Azure Container Security is the combination of performing vulnerability scans throughout the entire container lifecycle, using only trusted images from private registries, limiting privileges and user access, and continually scanning and monitoring all activity.
Microsoft Azure is the fastest-growing and second-largest cloud-based application currently on the market. Used by 95% of Fortune 500 companies, Microsoft Azure is a cloud computing platform that provides developers the freedom to build, manage, and deploy applications anywhere. It offers a huge variety of services, including Virtual Machines, Internet of Things, and Containers.
Microsoft Azure containers provide developers and organizations alike with the agility and scalability they are looking for in a cloud service, along with the two busy infrastructure that is needed. However, as beneficial as it is to build containers on Azure, they do not provide native integrated security. It is up to the customer to ensure the security of their Azure containers.
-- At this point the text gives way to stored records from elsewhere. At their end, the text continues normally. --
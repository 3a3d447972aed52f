//! Commonly used imports
//!
//! Use `use settle::prelude::*;` for quick access to the most common types and functions.

// Core types
pub use crate::{Awaited, Coroutine, Future, Resume, Resumed, Step};

// Scheduling
pub use crate::{Scheduler, TaskQueue};

// Errors
pub use crate::{Error, Reason};

// Building coroutines
pub use crate::coroutine::{from_fn, map_return};

// Execution
pub use crate::driver::run;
Here are some things to consider when securing your Azure containers:
As with any containers, securing images on Azure containers is one of the most important security steps you can take. Containers are built from images stored in repositories. Each image has multiple software layers that can, individually, contain vulnerabilities and possibly be compromised. By only allowing approved container images into your development environment, you greatly reduce the attack surface for cybercriminals. It is important to have explicit processes and tools in place that will monitor for and prevent the use of unapproved container images.
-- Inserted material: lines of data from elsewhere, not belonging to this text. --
impl<T, E> fmt::Debug for Future<T, E> {
    fn fmt(&self, f: &mut fmt::Formatter<'_>) -> fmt::Result {
        f.debug_struct("Future")
            .field("id", &self.id())
            .field("state", &self.state())
            .finish()
    }
}

impl<T, E> Future<T, E> {
    pub fn state(&self) -> FutureState {
        match self.inner.borrow().slot {
            Slot::Pending => FutureState::Pending,
            Slot::Fulfilled(_) => FutureState::Fulfilled,
            Slot::Rejected(_) => FutureState::Rejected,
        }
    }

    pub fn is_pending(&self) -> bool {
        self.state() == FutureState::Pending
    }

    pub fn is_fulfilled(&self) -> bool {
        self.state() == FutureState::Fulfilled
    }

    pub fn is_rejected(&self) -> bool {
        self.state() == FutureState::Rejected
    }

    /// Returns `true` if both handles refer to the same future.
    pub fn ptr_eq(&self, other: &Future<T, E>) -> bool {
        Rc::ptr_eq(&self.inner, &other.inner)
    }

    pub fn scheduler(&self) -> &Scheduler {
        &self.scheduler
    }

    fn id(&self) -> *const () {
        Rc::as_ptr(&self.inner).cast()
    }
}

impl<T, E> Future<T, E>
where
    T: Clone + 'static,
    E: Reason,
{
    /// Create a future and run `initializer` synchronously with its [`Resolver`].
    ///
    /// An `Err` returned by the initializer rejects the future, unless the
    /// initializer already settled it.
    ///
    /// ```rust
    /// use settle::prelude::*;
    ///
    /// let queue = TaskQueue::new();
    /// let future = Future::<i32, Error>::new(&queue.scheduler(), |resolver| {
    ///     resolver.reject(Error::message("first"));
    ///     Err(Error::message("ignored"))
    /// });
    /// assert_eq!(future.outcome(), Some(Err(Error::message("first"))));
    /// ```
    pub fn new<F>(scheduler: &Scheduler, initializer: F) -> Self
    where
        F: FnOnce(Resolver<T, E>) -> Result<(), E>,
    {
        let future = Self::pending(scheduler);
        if let Err(reason) = initializer(Resolver {
            future: future.clone(),
        }) {
            tracing::trace!(future = ?future.id(), "initializer failed");
            future.reject(reason);
        }
        future
    }

    /// A pending future together with the resolver that settles it.
    pub fn deferred(scheduler: &Scheduler) -> (Self, Resolver<T, E>) {
        let future = Self::pending(scheduler);
        let resolver = Resolver {
            future: future.clone(),
        };
        (future, resolver)
    }

    pub fn resolved(scheduler: &Scheduler, value: T) -> Self {
        let future = Self::pending(scheduler);
        future.fulfill(value);
        future
    }

    pub fn rejected(scheduler: &Scheduler, reason: E) -> Self {
        let future = Self::pending(scheduler);
        future.fail(reason);
        future
    }

    fn pending(scheduler: &Scheduler) -> Self {
        Future {
            inner: Rc::new(RefCell::new(Inner {
                slot: Slot::Pending,
                adopting: false,
                on_fulfilled: Vec::new(),
                on_rejected: Vec::new(),
            })),
            scheduler: scheduler.clone(),
        }
    }

    /// A copy of the settled value or reason, or `None` while pending.
    pub fn outcome(&self) -> Option<Result<T, E>> {
        match &self.inner.borrow().slot {
            Slot::Pending => None,
            Slot::Fulfilled(value) => Some(Ok(value.clone())),
            Slot::Rejected(reason) => Some(Err(reason.clone())),
        }
    }

    /// Register handlers for both outcomes; the returned future receives whichever
    /// handler's result.
    ///
    /// A handler returning `Err` rejects the returned future. Returning
    /// [`Awaited::Future`] makes the returned future adopt that future.
    ///
    /// ```rust
    /// use settle::prelude::*;
    ///
    /// let queue = TaskQueue::new();
    /// let failed = Future::<i32, Error>::rejected(&queue.scheduler(), "bad input".into());
    ///
    /// let recovered = failed.then(
    ///     |value| Ok(Awaited::Value(value.to_string())),
    ///     |reason| Ok(Awaited::Value(format!("recovered from {reason}"))),
    /// );
    ///
    /// queue.run_until_idle();
    /// assert_eq!(recovered.outcome(), Some(Ok("recovered from bad input".to_string())));
    /// ```
    pub fn then<U, F, R>(&self, on_fulfilled: F, on_rejected: R) -> Future<U, E>
    where
        U: Clone + 'static,
        F: FnOnce(T) -> Settlement<U, E> + 'static,
        R: FnOnce(E) -> Settlement<U, E> + 'static,
    {
        let next = Future::pending(&self.scheduler);
        let (ok, err) = (next.clone(), next.clone());
        self.register(
            Box::new(move |value| ok.settle_with(on_fulfilled(value))),
            Box::new(move |reason| err.settle_with(on_rejected(reason))),
        );
        next
    }

    /// Register a fulfillment handler only. A rejection passes through unchanged.
    pub fn and_then<U, F>(&self, on_fulfilled: F) -> Future<U, E>
    where
        U: Clone + 'static,
        F: FnOnce(T) -> Settlement<U, E> + 'static,
    {
        let next = Future::pending(&self.scheduler);
        let (ok, err) = (next.clone(), next.clone());
        self.register(
            Box::new(move |value| ok.settle_with(on_fulfilled(value))),
            Box::new(move |reason| err.reject(reason)),
        );
        next
    }

    /// Register a rejection handler only. A value passes through unchanged.
    pub fn or_else<R>(&self, on_rejected: R) -> Future<T, E>
    where
        R: FnOnce(E) -> Settlement<T, E> + 'static,
    {
        let next = Future::pending(&self.scheduler);
        let (ok, err) = (next.clone(), next.clone());
        self.register(
            Box::new(move |value| ok.resolve(Awaited::Value(value))),
            Box::new(move |reason| err.settle_with(on_rejected(reason))),
        );
        next
    }

    pub fn map<U, F>(&self, f: F) -> Future<U, E>
    where
        U: Clone + 'static,
        F: FnOnce(T) -> U + 'static,
    {
        self.and_then(move |value| Ok(Awaited::Value(f(value))))
    }

    /// A new future that adopts this one's outcome.
    pub fn fork(&self) -> Future<T, E> {
        let next = Future::pending(&self.scheduler);
        next.resolve(Awaited::Future(self.clone()));
        next
    }

    /// Low-level registration used by the driver: no downstream future is created.
    pub(crate) fn subscribe<F, R>(&self, on_fulfilled: F, on_rejected: R)
    where
        F: FnOnce(T) + 'static,
        R: FnOnce(E) + 'static,
    {
        self.register(Box::new(on_fulfilled), Box::new(on_rejected));
    }

    fn register(&self, on_fulfilled: OnFulfilled<T>, on_rejected: OnRejected<E>) {
        let settled = self.outcome();
        match settled {
            None => {
                let mut inner = self.inner.borrow_mut();
                inner.on_fulfilled.push(on_fulfilled);
                inner.on_rejected.push(on_rejected);
            }
            Some(Ok(value)) => self.scheduler.schedule(move || on_fulfilled(value)),
            Some(Err(reason)) => self.scheduler.schedule(move || on_rejected(reason)),
        }
    }

    fn settle_with(&self, settlement: Settlement<T, E>) {
        match settlement {
            Ok(awaited) => self.resolve(awaited),
            Err(reason) => self.reject(reason),
        }
    }

    /// Settle-success. Ignored once settled or adopting.
    fn resolve(&self, awaited: Awaited<T, E>) {
        if self.is_locked() {
            return;
        }
        match awaited {
            Awaited::Value(value) => self.fulfill(value),
            Awaited::Future(other) if other.ptr_eq(self) => {
                tracing::trace!(future = ?self.id(), "chaining cycle");
                self.fail(E::from(ChainingCycle));
            }
            Awaited::Future(other) => {
                tracing::trace!(future = ?self.id(), adopted = ?other.id(), "adopting");
                self.inner.borrow_mut().adopting = true;
                let (ok, err) = (self.clone(), self.clone());
                other.subscribe(move |value| ok.fulfill(value), move |reason| err.fail(reason));
            }
        }
    }

    /// Settle-failure. Ignored once settled or adopting.
    fn reject(&self, reason: E) {
        if self.is_locked() {
            return;
        }
        self.fail(reason);
    }

    fn is_locked(&self) -> bool {
        let inner = self.inner.borrow();
        inner.adopting || !matches!(inner.slot, Slot::Pending)
    }

    fn fulfill(&self, value: T) {
        let callbacks = {
            let mut inner = self.inner.borrow_mut();
            if !matches!(inner.slot, Slot::Pending) {
                return;
            }
            inner.slot = Slot::Fulfilled(value.clone());
            inner.on_rejected.clear();
            mem::take(&mut inner.on_fulfilled)
        };
        tracing::trace!(future = ?self.id(), callbacks = callbacks.len(), "fulfilled");
        for callback in callbacks {
            let value = value.clone();
            self.scheduler.schedule(move || callback(value));
        }
    }

    fn fail(&self, reason: E) {
        let callbacks = {
            let mut inner = self.inner.borrow_mut();
            if !matches!(inner.slot, Slot::Pending) {
                return;
            }
            inner.slot = Slot::Rejected(reason.clone());
            inner.on_fulfilled.clear();
            mem::take(&mut inner.on_rejected)
        };
        tracing::trace!(future = ?self.id(), callbacks = callbacks.len(), "rejected");
        for callback in callbacks {
            let reason = reason.clone();
            self.scheduler.schedule(move || callback(reason));
        }
    }
}

/// The settle-success / settle-failure pair of a [`Future`].
///
/// The first settle call wins; later ones are ignored.
pub struct Resolver<T, E> {
    future: Future<T, E>,
}

impl<T, E> Clone for Resolver<T, E> {
    fn clone(&self) -> Self {
        Resolver {
            future: self.future.clone(),
        }
    }
}

impl<T, E> fmt::Debug for Resolver<T, E> {
    fn fmt(&self, f: &mut fmt::Formatter<'_>) -> fmt::Result {
        f.debug_struct("Resolver")
            .field("future", &self.future)
            .finish()
    }
}

impl<T, E> Resolver<T, E>
where
    T: Clone + 'static,
    E: Reason,
{
    pub fn resolve(&self, value: T) {
        self.future.resolve(Awaited::Value(value));
    }

    /// Settle with the eventual outcome of `other`.
    pub fn resolve_with(&self, other: Future<T, E>) {
        self.future.resolve(Awaited::Future(other));
    }

    pub fn settle(&self, awaited: Awaited<T, E>) {
        self.future.resolve(awaited);
    }

    pub fn reject(&self, reason: E) {
        self.future.reject(reason);
    }
}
Another option for controlling the flow of containers into the environment is image signing or fingerprinting. This can provide a chain of custody that allows you to verify the integrity of the containers and the container images. Before pushing any images to the registry, it is crucial to perform a vulnerability scan on containers as a final evaluation after container development is complete.
Least privilege is a basic security best practice that should also be applied to Azure containers. When a vulnerability is exploited, whether through images or kernels, it gives the attacker access and potentially even privileges to several clusters and regions. Ensuring that containers operate with the lowest privileges and access required to get the job done reduces your exposure to risk.
By removing any unneeded privileges, should an employee transfer jobs or leave the company, you reduce the container attack surface. You can also reduce the potential attack surface by removing any unnecessary or unused privileges or processes from the container runtime.
Azure containers are built from images that are stored in either a public or private registry. While retrieving images from public registries may seem easier, it does not guarantee security. As mentioned above, container images have multiple layers of software, and each layer can have vulnerabilities.
Images on a public registry are more likely to have malicious software attached to them than those on a private registry. Images on private registries are more likely to be properly scanned and pose less risk. Private registries are managed and feature role-based access controls, providing more governance and security. Some examples of private container image registries include Azure Container Registry, Docker Trusted Registry, or the open-source Harbor project from the Cloud Native Computing Foundation.
All computers are built on top of pieces of hardware. The kernel, a piece of software imbedded within the operating system, serves as a bridge so the hardware and the rest of the system can interact. Unlike virtual machines, containers have open network traffic across their services as well as a shared kernel. The ability to share the host operating system kernel is one of the container’s biggest benefits; however, it is also a huge source of security concerns.
There isn’t much isolation between the kernel and containers during runtime, which means that a vulnerability located in the shared operating system kernel can then be used to exploit containers or gain access to them. Attackers can manipulate the running behaviors of the OS without injecting any malicious code simply by altering in-memory kernel data.
With their portability, scalability, and reliability, it’s no wonder most enterprises turn to Microsoft Azure containers to run their applications. By ensuring that vulnerability scans are completed throughout container lifecycles and all activity is monitored and logged, you can rest easy knowing your Azure containers are secure.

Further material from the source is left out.